**Instructions to follow**
Go through the entries below and return every line that contains "SearchScreen".

**Data to process**
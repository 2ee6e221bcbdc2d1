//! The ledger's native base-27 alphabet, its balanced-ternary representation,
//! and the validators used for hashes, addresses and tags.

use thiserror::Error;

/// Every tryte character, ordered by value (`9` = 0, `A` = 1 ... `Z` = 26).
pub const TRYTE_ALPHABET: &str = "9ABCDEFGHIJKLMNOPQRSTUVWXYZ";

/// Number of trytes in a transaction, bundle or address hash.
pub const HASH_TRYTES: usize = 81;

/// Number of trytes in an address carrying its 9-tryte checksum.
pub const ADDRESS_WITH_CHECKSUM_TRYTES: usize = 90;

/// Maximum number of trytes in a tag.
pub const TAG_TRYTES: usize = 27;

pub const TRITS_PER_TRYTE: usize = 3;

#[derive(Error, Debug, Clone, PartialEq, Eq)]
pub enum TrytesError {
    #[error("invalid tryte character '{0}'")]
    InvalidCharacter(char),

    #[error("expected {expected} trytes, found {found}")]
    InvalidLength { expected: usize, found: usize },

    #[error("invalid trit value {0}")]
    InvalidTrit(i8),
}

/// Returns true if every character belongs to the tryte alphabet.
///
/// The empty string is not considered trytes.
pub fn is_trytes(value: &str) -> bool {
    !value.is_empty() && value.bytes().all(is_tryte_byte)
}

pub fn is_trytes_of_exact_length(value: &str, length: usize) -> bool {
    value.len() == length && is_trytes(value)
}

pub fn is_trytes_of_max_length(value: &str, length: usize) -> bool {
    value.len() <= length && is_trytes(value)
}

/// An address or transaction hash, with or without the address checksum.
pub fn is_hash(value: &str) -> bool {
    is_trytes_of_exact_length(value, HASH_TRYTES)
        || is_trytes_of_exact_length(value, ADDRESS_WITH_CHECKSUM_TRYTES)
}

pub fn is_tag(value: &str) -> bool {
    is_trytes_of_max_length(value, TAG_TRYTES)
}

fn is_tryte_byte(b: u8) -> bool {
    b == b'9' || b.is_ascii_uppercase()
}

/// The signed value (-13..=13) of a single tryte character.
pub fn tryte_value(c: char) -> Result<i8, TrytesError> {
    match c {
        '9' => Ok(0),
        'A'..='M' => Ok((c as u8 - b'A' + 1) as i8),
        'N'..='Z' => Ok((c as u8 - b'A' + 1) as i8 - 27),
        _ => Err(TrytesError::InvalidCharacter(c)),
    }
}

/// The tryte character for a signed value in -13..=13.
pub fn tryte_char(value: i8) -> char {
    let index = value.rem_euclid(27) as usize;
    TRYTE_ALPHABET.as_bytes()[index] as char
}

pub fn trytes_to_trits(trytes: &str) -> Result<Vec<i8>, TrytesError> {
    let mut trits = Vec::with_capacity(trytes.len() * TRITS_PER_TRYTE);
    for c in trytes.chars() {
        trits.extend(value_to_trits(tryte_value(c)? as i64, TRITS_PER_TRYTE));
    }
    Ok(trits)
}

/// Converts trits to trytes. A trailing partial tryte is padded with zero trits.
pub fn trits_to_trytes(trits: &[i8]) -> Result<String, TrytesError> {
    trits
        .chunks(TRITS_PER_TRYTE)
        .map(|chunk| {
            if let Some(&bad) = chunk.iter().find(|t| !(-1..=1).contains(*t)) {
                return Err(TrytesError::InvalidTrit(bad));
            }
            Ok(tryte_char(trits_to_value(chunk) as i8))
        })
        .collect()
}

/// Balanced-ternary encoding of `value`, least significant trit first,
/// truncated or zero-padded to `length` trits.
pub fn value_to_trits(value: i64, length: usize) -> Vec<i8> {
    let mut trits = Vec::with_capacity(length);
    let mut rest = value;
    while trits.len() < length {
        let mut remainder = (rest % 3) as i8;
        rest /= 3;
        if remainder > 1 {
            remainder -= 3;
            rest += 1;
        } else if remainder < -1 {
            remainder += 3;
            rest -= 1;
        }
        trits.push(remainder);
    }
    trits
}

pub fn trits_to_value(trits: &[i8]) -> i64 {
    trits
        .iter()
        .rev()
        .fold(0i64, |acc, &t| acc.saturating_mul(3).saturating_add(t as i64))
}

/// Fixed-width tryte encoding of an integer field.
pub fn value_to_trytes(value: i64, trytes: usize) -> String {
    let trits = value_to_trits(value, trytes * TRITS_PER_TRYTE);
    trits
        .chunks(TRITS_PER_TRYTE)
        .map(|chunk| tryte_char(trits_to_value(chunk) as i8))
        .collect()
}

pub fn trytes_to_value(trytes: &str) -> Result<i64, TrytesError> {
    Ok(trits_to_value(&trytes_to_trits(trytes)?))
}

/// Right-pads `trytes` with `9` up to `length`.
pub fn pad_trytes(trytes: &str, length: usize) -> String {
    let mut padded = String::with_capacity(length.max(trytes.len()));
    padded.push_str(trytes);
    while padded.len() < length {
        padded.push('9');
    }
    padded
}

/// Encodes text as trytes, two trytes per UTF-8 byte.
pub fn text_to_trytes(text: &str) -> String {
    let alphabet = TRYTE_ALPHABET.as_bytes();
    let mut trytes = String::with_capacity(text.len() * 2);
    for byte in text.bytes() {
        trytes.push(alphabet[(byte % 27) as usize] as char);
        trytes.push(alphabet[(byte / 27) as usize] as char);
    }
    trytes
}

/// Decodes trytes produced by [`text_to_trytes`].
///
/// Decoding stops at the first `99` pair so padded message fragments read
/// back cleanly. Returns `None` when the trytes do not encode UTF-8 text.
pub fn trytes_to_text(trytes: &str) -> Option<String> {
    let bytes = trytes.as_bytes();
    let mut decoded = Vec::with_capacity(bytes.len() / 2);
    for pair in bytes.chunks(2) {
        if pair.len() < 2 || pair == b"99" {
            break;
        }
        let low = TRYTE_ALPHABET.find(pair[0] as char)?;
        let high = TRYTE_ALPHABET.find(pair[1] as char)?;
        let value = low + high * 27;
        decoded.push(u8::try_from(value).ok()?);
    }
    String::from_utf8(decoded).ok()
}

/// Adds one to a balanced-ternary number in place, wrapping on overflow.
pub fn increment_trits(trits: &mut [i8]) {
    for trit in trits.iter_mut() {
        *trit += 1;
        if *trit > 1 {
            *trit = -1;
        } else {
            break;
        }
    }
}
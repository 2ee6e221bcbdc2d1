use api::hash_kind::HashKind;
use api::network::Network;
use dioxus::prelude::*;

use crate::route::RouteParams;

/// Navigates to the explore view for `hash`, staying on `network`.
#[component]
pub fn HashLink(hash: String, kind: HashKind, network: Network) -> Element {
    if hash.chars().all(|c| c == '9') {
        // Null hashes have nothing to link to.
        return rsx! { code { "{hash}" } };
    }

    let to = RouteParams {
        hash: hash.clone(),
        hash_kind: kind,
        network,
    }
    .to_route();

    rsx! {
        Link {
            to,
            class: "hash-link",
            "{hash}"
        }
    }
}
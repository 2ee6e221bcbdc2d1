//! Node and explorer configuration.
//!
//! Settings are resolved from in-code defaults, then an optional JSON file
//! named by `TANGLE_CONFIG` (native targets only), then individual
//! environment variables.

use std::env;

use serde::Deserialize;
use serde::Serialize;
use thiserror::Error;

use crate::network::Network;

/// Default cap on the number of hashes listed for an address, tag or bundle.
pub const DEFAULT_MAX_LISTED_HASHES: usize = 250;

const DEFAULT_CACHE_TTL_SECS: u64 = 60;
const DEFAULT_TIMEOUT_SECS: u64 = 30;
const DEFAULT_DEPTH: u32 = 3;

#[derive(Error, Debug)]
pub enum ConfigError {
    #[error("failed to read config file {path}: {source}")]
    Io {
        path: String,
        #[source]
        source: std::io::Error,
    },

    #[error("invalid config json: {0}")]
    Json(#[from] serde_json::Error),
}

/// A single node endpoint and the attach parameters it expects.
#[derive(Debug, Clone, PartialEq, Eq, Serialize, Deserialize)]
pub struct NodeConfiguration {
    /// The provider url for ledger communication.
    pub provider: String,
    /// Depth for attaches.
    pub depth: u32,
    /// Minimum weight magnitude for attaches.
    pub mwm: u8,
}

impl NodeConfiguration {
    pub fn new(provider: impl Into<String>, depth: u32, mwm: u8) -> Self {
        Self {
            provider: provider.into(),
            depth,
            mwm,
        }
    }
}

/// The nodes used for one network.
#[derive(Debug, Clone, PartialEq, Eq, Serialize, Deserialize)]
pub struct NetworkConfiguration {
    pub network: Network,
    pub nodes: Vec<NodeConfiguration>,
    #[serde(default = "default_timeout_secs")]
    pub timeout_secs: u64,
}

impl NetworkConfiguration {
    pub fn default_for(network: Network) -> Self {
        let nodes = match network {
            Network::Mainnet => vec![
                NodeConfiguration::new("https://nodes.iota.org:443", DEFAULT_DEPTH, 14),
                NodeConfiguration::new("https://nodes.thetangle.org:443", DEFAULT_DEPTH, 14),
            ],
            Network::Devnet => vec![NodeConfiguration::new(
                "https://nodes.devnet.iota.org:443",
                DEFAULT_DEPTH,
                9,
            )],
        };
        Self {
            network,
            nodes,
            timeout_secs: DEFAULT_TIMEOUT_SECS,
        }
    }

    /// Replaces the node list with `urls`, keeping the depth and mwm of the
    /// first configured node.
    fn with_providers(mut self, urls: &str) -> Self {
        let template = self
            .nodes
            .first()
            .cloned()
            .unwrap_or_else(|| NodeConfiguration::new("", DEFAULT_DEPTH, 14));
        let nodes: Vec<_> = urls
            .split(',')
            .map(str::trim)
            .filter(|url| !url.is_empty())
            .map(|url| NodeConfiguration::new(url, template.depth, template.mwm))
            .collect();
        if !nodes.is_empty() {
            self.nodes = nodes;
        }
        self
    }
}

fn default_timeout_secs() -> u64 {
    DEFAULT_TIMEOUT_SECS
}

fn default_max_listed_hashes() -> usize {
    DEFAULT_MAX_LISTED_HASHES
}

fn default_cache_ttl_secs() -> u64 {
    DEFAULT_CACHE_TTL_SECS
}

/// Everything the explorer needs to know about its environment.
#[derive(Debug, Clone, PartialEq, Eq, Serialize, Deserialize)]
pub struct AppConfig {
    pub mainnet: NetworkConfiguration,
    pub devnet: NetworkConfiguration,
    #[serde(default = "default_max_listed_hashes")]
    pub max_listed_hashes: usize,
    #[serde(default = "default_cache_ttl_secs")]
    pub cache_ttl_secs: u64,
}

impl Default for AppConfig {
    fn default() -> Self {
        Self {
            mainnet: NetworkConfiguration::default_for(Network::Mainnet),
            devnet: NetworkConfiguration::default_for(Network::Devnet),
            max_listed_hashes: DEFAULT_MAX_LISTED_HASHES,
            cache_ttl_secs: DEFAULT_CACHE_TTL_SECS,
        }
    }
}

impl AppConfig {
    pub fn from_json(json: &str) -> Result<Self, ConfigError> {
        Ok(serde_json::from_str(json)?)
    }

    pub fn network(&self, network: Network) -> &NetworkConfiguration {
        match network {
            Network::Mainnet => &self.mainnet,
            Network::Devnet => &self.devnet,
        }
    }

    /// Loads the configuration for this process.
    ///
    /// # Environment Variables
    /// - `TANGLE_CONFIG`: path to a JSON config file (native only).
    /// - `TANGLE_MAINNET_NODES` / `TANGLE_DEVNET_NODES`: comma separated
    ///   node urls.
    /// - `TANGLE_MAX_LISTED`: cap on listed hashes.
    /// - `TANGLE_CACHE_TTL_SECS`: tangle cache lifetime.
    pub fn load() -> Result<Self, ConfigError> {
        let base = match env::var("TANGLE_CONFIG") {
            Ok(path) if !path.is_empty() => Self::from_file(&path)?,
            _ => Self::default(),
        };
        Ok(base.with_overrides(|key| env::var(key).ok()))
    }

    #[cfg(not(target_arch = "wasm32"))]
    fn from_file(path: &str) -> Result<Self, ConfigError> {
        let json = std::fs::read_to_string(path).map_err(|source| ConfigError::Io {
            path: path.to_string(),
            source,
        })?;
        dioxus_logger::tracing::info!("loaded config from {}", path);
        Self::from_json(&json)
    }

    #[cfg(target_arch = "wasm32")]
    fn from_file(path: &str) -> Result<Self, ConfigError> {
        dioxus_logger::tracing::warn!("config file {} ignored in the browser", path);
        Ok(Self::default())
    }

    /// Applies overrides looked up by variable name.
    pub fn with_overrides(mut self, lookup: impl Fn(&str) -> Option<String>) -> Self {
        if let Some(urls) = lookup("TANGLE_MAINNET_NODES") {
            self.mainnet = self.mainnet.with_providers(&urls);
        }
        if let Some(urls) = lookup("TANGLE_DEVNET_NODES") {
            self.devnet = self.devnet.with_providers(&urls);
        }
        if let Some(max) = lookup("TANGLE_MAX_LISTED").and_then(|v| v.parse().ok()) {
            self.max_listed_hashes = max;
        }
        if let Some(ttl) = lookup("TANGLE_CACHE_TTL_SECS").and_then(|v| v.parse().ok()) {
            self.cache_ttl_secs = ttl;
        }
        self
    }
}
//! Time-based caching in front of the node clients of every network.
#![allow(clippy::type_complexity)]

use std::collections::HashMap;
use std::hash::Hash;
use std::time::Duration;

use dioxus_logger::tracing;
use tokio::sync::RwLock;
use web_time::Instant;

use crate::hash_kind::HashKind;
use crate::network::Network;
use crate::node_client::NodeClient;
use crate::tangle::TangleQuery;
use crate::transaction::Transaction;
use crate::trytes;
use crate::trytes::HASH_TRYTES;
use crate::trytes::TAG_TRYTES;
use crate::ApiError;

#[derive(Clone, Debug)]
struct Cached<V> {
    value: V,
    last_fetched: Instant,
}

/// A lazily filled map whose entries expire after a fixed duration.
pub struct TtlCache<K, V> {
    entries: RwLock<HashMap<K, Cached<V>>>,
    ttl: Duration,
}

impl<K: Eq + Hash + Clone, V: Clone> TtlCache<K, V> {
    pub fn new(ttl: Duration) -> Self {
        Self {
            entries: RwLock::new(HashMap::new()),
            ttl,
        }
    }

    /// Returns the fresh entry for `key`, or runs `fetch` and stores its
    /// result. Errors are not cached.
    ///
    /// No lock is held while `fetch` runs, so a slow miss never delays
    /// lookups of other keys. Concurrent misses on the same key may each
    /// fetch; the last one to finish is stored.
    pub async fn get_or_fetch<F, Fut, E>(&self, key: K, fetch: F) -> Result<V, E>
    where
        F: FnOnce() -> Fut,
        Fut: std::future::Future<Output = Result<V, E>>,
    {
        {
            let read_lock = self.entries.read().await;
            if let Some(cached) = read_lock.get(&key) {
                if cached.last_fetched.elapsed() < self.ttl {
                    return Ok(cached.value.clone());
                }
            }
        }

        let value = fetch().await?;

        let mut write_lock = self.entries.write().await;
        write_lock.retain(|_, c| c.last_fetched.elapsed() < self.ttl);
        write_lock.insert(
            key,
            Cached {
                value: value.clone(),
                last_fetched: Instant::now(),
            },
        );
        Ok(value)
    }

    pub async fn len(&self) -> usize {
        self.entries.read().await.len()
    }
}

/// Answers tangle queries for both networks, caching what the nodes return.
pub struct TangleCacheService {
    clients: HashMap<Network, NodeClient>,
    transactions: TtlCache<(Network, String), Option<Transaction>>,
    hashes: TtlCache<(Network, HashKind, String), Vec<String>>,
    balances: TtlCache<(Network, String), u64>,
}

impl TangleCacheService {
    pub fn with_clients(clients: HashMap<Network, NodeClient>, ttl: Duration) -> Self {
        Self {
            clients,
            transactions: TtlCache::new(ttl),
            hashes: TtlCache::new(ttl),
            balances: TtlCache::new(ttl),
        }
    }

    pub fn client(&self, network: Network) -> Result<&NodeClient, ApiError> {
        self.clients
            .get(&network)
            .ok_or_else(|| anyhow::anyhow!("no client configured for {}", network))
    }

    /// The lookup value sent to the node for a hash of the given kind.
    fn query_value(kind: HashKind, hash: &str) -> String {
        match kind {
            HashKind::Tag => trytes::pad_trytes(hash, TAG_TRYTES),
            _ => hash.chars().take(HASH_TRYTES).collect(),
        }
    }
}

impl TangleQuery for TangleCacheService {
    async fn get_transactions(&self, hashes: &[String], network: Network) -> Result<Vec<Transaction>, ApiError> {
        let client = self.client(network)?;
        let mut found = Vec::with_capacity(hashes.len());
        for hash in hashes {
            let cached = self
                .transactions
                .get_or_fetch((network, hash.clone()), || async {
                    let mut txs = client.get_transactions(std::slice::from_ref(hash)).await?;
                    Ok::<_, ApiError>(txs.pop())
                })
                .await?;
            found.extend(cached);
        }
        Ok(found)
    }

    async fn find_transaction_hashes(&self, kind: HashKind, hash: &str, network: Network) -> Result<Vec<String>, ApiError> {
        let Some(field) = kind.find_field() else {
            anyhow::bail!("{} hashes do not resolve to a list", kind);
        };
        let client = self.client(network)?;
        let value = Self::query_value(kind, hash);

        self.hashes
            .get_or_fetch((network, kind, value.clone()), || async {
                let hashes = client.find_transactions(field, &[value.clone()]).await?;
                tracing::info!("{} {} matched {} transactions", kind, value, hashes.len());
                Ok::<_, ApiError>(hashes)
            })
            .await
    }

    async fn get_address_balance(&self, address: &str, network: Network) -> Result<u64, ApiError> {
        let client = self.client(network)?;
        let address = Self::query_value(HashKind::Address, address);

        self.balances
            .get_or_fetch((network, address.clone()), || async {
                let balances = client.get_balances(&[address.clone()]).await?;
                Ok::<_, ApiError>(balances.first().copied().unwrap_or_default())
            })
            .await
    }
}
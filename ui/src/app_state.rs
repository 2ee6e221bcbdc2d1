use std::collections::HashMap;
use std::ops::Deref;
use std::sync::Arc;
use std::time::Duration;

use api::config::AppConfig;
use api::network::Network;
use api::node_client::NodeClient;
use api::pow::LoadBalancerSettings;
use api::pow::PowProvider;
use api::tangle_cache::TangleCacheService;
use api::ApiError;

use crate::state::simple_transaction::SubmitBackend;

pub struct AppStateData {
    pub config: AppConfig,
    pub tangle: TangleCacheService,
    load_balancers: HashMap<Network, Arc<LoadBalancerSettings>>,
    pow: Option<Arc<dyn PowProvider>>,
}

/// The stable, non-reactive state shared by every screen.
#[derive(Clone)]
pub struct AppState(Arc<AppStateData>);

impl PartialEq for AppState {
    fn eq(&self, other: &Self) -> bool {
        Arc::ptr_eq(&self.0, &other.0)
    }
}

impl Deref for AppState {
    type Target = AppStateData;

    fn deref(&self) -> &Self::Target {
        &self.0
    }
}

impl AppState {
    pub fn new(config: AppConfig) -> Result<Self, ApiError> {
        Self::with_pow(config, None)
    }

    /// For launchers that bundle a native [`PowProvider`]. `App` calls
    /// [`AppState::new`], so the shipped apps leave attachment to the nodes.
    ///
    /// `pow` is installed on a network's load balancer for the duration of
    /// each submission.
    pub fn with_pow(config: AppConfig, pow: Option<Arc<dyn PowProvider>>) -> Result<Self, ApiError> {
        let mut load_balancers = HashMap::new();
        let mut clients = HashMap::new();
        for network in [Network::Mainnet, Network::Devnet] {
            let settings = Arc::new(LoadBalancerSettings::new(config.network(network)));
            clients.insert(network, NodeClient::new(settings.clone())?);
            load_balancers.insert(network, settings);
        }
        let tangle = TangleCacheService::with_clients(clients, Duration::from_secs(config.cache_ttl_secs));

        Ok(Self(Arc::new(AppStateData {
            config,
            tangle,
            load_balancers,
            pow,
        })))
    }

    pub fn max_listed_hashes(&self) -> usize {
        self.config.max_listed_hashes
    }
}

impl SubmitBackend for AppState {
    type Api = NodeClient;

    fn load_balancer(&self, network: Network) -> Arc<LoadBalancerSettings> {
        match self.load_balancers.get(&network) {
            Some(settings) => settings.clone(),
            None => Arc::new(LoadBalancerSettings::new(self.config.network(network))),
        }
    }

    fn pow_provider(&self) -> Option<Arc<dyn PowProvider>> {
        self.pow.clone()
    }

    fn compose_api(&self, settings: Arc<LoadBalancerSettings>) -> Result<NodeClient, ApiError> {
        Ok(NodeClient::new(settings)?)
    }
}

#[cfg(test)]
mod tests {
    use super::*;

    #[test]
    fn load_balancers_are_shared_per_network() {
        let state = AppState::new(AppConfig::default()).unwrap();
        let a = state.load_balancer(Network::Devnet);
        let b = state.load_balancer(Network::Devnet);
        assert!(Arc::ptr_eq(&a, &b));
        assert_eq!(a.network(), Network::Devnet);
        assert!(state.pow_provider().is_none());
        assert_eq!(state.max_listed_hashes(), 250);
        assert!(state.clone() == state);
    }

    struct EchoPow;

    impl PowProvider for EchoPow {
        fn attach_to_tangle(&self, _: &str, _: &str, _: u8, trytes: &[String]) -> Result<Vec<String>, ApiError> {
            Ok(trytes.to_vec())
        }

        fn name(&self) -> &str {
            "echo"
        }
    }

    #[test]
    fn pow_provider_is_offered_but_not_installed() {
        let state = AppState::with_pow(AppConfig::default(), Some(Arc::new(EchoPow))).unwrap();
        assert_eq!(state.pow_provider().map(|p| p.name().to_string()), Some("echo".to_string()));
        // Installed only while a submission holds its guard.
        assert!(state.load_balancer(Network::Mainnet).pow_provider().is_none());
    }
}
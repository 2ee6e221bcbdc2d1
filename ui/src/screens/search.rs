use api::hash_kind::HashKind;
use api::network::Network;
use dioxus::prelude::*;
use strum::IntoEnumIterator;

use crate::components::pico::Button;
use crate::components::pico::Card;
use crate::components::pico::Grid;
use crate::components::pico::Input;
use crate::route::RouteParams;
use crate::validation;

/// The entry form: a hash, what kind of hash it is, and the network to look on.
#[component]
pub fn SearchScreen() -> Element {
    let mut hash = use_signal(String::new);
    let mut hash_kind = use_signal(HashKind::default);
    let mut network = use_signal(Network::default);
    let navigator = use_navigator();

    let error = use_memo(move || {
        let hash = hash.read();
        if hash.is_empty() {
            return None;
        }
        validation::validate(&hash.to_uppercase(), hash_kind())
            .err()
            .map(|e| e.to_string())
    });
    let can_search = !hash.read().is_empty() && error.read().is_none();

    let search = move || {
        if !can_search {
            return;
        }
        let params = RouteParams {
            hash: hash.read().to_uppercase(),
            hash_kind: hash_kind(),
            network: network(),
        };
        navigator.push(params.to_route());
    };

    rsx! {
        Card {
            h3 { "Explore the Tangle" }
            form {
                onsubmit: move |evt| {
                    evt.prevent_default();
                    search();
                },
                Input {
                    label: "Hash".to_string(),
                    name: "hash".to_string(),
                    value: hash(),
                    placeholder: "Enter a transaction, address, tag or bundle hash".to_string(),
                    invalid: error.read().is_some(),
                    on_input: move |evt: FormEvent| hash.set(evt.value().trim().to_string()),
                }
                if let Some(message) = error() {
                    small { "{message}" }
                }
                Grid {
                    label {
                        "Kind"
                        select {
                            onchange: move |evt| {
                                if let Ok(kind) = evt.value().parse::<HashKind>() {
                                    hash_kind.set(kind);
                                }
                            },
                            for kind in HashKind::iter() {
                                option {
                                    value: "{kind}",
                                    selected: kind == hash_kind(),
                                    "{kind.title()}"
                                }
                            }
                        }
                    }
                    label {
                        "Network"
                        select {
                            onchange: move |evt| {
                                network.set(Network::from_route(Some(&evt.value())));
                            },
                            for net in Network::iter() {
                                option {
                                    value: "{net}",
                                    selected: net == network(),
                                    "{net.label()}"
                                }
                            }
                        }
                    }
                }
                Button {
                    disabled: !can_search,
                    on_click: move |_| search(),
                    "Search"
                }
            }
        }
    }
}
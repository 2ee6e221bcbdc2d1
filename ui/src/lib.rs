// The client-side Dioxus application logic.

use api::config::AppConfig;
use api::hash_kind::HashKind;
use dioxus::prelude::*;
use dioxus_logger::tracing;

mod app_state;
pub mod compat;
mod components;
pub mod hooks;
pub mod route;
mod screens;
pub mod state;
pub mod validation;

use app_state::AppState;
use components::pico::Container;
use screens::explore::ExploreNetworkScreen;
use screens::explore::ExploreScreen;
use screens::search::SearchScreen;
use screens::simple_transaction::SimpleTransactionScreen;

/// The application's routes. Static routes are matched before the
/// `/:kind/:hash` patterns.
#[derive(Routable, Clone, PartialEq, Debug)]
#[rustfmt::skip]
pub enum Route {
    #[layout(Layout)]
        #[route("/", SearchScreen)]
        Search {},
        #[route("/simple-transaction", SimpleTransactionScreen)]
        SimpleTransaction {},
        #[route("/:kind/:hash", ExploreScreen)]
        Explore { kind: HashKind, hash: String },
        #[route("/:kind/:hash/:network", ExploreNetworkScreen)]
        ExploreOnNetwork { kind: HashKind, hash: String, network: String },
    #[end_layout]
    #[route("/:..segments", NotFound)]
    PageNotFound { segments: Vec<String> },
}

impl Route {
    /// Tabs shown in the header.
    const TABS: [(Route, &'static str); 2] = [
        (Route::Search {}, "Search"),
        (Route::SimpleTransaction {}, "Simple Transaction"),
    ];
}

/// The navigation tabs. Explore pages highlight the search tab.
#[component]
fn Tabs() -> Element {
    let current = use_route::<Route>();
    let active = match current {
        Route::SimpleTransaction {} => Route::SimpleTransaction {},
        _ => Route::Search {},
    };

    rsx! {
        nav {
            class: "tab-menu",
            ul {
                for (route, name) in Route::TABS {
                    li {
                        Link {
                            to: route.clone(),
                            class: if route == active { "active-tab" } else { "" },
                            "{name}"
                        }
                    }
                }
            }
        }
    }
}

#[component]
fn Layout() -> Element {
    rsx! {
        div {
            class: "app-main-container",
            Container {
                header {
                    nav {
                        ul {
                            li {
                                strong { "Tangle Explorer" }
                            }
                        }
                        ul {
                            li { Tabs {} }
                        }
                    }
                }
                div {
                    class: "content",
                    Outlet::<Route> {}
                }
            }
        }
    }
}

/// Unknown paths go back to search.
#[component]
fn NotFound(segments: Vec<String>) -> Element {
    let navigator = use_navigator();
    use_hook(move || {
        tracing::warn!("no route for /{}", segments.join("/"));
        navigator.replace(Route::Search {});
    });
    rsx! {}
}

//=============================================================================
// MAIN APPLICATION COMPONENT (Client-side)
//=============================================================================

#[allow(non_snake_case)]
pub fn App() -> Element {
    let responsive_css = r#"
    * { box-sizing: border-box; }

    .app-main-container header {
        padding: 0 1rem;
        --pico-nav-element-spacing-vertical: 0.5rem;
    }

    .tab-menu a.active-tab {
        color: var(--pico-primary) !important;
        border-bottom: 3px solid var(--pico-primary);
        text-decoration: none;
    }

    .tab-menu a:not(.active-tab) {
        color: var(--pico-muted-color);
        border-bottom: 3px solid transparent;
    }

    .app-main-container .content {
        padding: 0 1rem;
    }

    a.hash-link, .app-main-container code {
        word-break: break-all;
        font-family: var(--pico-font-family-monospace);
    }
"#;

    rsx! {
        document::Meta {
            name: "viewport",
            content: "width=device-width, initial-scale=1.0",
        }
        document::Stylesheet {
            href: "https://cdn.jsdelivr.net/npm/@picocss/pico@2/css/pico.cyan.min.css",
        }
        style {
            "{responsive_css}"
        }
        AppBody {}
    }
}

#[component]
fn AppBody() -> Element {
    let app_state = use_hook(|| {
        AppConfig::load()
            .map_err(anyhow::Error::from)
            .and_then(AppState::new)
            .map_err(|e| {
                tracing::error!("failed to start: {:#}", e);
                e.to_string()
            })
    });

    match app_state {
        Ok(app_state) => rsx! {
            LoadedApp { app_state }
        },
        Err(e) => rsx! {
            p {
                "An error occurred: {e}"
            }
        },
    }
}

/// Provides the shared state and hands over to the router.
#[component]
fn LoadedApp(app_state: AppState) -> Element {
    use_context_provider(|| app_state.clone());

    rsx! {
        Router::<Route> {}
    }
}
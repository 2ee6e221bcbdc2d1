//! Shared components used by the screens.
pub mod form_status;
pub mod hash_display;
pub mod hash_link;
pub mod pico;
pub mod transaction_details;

**Expected output**
pub fn SearchScreen() -> Element {
use screens::search::SearchScreen;
        #[route("/", SearchScreen)]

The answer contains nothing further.